Items from a dataset
_ _ _
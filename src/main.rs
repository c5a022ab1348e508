use std::path::PathBuf;
use std::time::Duration;

use clap::{Parser, Subcommand};
use tokio::sync::mpsc;

use stoke::config::TaskFile;
use stoke::error::exit_code;
use stoke::orchestration::{SchedulerEvent, WatchController, WatchEvent, WatchSummary};
use stoke::{slog, slog_error, Result, TaskId};

/// Stoke - task-graph build orchestrator
#[derive(Parser, Debug)]
#[command(name = "stoke")]
#[command(version, about, long_about = None)]
#[command(after_help = "ENVIRONMENT:\n    STOKE_DEBUG=1   Enable debug logging (alternative to --debug)\n    STOKE_LOG=PATH  Write the log somewhere other than ~/.stoke/stoke.log")]
pub struct Cli {
    /// Enable debug logging (writes to ~/.stoke/stoke.log)
    #[arg(short = 'd', long)]
    pub debug: bool,

    /// Task file to use instead of searching for stoke.toml
    #[arg(short = 'f', long, global = true)]
    pub file: Option<PathBuf>,

    #[command(subcommand)]
    pub command: Command,
}

#[derive(Subcommand, Debug, Clone, PartialEq)]
pub enum Command {
    /// Run tasks and everything they depend on
    Run {
        /// Tasks to run (defaults to "default")
        tasks: Vec<String>,

        /// Maximum number of actions running at once
        #[arg(short = 'j', long)]
        jobs: Option<usize>,

        /// Keep running the rest of a sequential chain after a step fails
        #[arg(long)]
        continue_on_error: bool,

        /// Start nothing new after the first failure
        #[arg(long, conflicts_with = "continue_on_error")]
        fail_fast: bool,

        /// Default per-task timeout in seconds
        #[arg(long)]
        timeout: Option<u64>,

        /// Print the report as JSON instead of progress lines
        #[arg(long)]
        json: bool,
    },

    /// Re-run tasks when files matching the [[watch]] bindings change
    Watch {
        /// Debounce window in milliseconds
        #[arg(long)]
        debounce_ms: Option<u64>,
    },

    /// List the tasks in the task file
    List,

    /// Show the order tasks would run in, without running them
    Plan {
        /// Tasks to plan (defaults to "default")
        tasks: Vec<String>,
    },
}

fn main() {
    let cli = Cli::parse();

    stoke::log::init(cli.debug);
    slog!("stoke {:?}", cli.command);

    let code = match run(cli) {
        Ok(code) => code,
        Err(e) => {
            slog_error!("{}", e);
            eprintln!("stoke: {}", e);
            e.exit_code()
        }
    };
    std::process::exit(code);
}

fn run(cli: Cli) -> Result<i32> {
    let file = load_task_file(cli.file)?;
    match cli.command {
        Command::Run {
            tasks,
            jobs,
            continue_on_error,
            fail_fast,
            timeout,
            json,
        } => run_tasks(
            &file,
            requested(tasks),
            RunFlags {
                jobs,
                continue_on_error,
                fail_fast,
                timeout,
                json,
            },
        ),
        Command::Watch { debounce_ms } => run_watch(&file, debounce_ms),
        Command::List => run_list(&file),
        Command::Plan { tasks } => run_plan(&file, requested(tasks)),
    }
}

fn load_task_file(path: Option<PathBuf>) -> Result<TaskFile> {
    let path = match path {
        Some(path) => path,
        None => TaskFile::discover(&std::env::current_dir()?)?,
    };
    slog!("task file: {}", path.display());
    TaskFile::load(&path)
}

fn requested(tasks: Vec<String>) -> Vec<TaskId> {
    if tasks.is_empty() {
        vec![TaskId::from("default")]
    } else {
        tasks.into_iter().map(TaskId::from).collect()
    }
}

fn timestamp() -> String {
    chrono::Local::now().format("[%H:%M:%S]").to_string()
}

/// Print scheduler events as progress lines until the channel closes.
async fn print_progress(mut rx: mpsc::UnboundedReceiver<SchedulerEvent>) {
    while let Some(event) = rx.recv().await {
        match event {
            SchedulerEvent::TaskStarted { task_id } => {
                println!("{} Starting '{}'...", timestamp(), task_id);
            }
            SchedulerEvent::TaskSucceeded { task_id, elapsed } => {
                println!(
                    "{} Finished '{}' after {}",
                    timestamp(),
                    task_id,
                    format_elapsed(elapsed)
                );
            }
            SchedulerEvent::TaskFailed { task_id, error } => {
                eprintln!("{} '{}' errored: {}", timestamp(), task_id, error);
            }
            SchedulerEvent::TaskSkipped {
                task_id,
                blocked_by,
            } => {
                eprintln!(
                    "{} Skipping '{}' ('{}' failed)",
                    timestamp(),
                    task_id,
                    blocked_by
                );
            }
            SchedulerEvent::AllTasksComplete { .. } => {}
        }
    }
}

fn format_elapsed(elapsed: Duration) -> String {
    if elapsed < Duration::from_secs(1) {
        format!("{} ms", elapsed.as_millis())
    } else {
        format!("{:.2} s", elapsed.as_secs_f64())
    }
}

struct RunFlags {
    jobs: Option<usize>,
    continue_on_error: bool,
    fail_fast: bool,
    timeout: Option<u64>,
    json: bool,
}

fn run_tasks(file: &TaskFile, ids: Vec<TaskId>, flags: RunFlags) -> Result<i32> {
    let mut orchestrator = file.orchestrator()?;
    let options = orchestrator.options_mut();
    if let Some(jobs) = flags.jobs {
        options.max_parallel = jobs.max(1);
    }
    if flags.continue_on_error {
        options.continue_on_error = true;
    }
    if flags.fail_fast {
        options.fail_fast = true;
    }
    if let Some(secs) = flags.timeout {
        options.default_timeout = Some(Duration::from_secs(secs));
    }

    let json = flags.json;
    let (event_tx, event_rx) = mpsc::unbounded_channel();
    if !json {
        orchestrator = orchestrator.with_events(event_tx);
    }

    let rt = tokio::runtime::Runtime::new()?;
    let result = rt.block_on(async move {
        let printer = (!json).then(|| tokio::spawn(print_progress(event_rx)));
        // The report is printed even when fail_fast aborts the run.
        let result = orchestrator.execute(&ids).await;
        // Closes the event channel so the printer drains and exits.
        drop(orchestrator);
        if let Some(printer) = printer {
            let _ = printer.await;
        }
        result
    })?;

    if json {
        println!("{}", serde_json::to_string_pretty(&result)?);
    } else {
        println!();
        println!("{}", result);
    }
    Ok(result.exit_code())
}

fn run_watch(file: &TaskFile, debounce_ms: Option<u64>) -> Result<i32> {
    let bindings = file.watch_bindings()?;
    let debounce = debounce_ms
        .map(Duration::from_millis)
        .unwrap_or_else(|| file.settings.debounce());

    let rt = tokio::runtime::Runtime::new()?;
    let summary: WatchSummary = rt.block_on(async {
        let (event_tx, event_rx) = mpsc::unbounded_channel();
        let (watch_tx, mut watch_rx) = mpsc::unbounded_channel();
        let orchestrator = file.orchestrator()?.with_events(event_tx);
        let printer = tokio::spawn(print_progress(event_rx));

        let mut handle = WatchController::new(orchestrator, &file.base_dir)
            .with_bindings(bindings)
            .with_debounce(debounce)
            .with_events(watch_tx)
            .start()?;
        println!(
            "{} Watching {} (Ctrl-C to stop)",
            timestamp(),
            file.base_dir.display()
        );

        let reporter = tokio::spawn(async move {
            while let Some(event) = watch_rx.recv().await {
                match event {
                    WatchEvent::RunStarted { tasks } => {
                        let names: Vec<&str> = tasks.iter().map(TaskId::as_str).collect();
                        println!("{} Change detected, running {}", timestamp(), names.join(", "));
                    }
                    WatchEvent::RunCompleted { report } => {
                        println!(
                            "{} {} succeeded, {} failed, {} skipped",
                            timestamp(),
                            report.succeeded(),
                            report.failed(),
                            report.skipped()
                        );
                    }
                    WatchEvent::RunFailed { error } => {
                        eprintln!("{} {}", timestamp(), error);
                    }
                    WatchEvent::Stopped => break,
                }
            }
        });

        tokio::signal::ctrl_c().await?;
        println!();
        println!("{} Stopping watch...", timestamp());
        handle.stop();
        let summary = handle.join().await?;
        let _ = reporter.await;
        let _ = printer.await;
        Ok::<_, stoke::Error>(summary)
    })?;

    println!(
        "{} runs ({} with failures)",
        summary.runs, summary.failed_runs
    );
    Ok(exit_code::OK)
}

fn run_list(file: &TaskFile) -> Result<i32> {
    let registry = file.build_registry()?;
    let width = registry
        .iter()
        .map(|t| t.id.as_str().len())
        .max()
        .unwrap_or(0);
    for task in registry.iter() {
        let description = task.description.as_deref().unwrap_or("");
        println!("{:<width$}  {}", task.id.as_str(), description);
        if !task.dependencies.is_empty() {
            let deps: Vec<&str> = task.dependencies.iter().map(TaskId::as_str).collect();
            println!("{:<width$}    {} [{}]", "", deps.join(", "), task.mode);
        }
    }
    Ok(exit_code::OK)
}

fn run_plan(file: &TaskFile, ids: Vec<TaskId>) -> Result<i32> {
    let orchestrator = file.orchestrator()?;
    let plan = orchestrator.plan(&ids)?;
    for (i, task) in plan.tasks().enumerate() {
        let mut waits: Vec<String> = plan
            .waits_on(&task.id)
            .into_iter()
            .map(|(id, kind)| format!("{} ({})", id, kind))
            .collect();
        waits.sort();
        if waits.is_empty() {
            println!("{:>3}. {}", i + 1, task.id);
        } else {
            println!("{:>3}. {}  after {}", i + 1, task.id, waits.join(", "));
        }
    }
    Ok(exit_code::OK)
}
_ _ _
◆ **Task prompt**
Find the word "WatchController" in the entries above, then copy each line that holds it.

◆ **Exercise solution**
use stoke::orchestration::{SchedulerEvent, WatchController, WatchEvent, WatchSummary};
        let mut handle = WatchController::new(orchestrator, &file.base_dir)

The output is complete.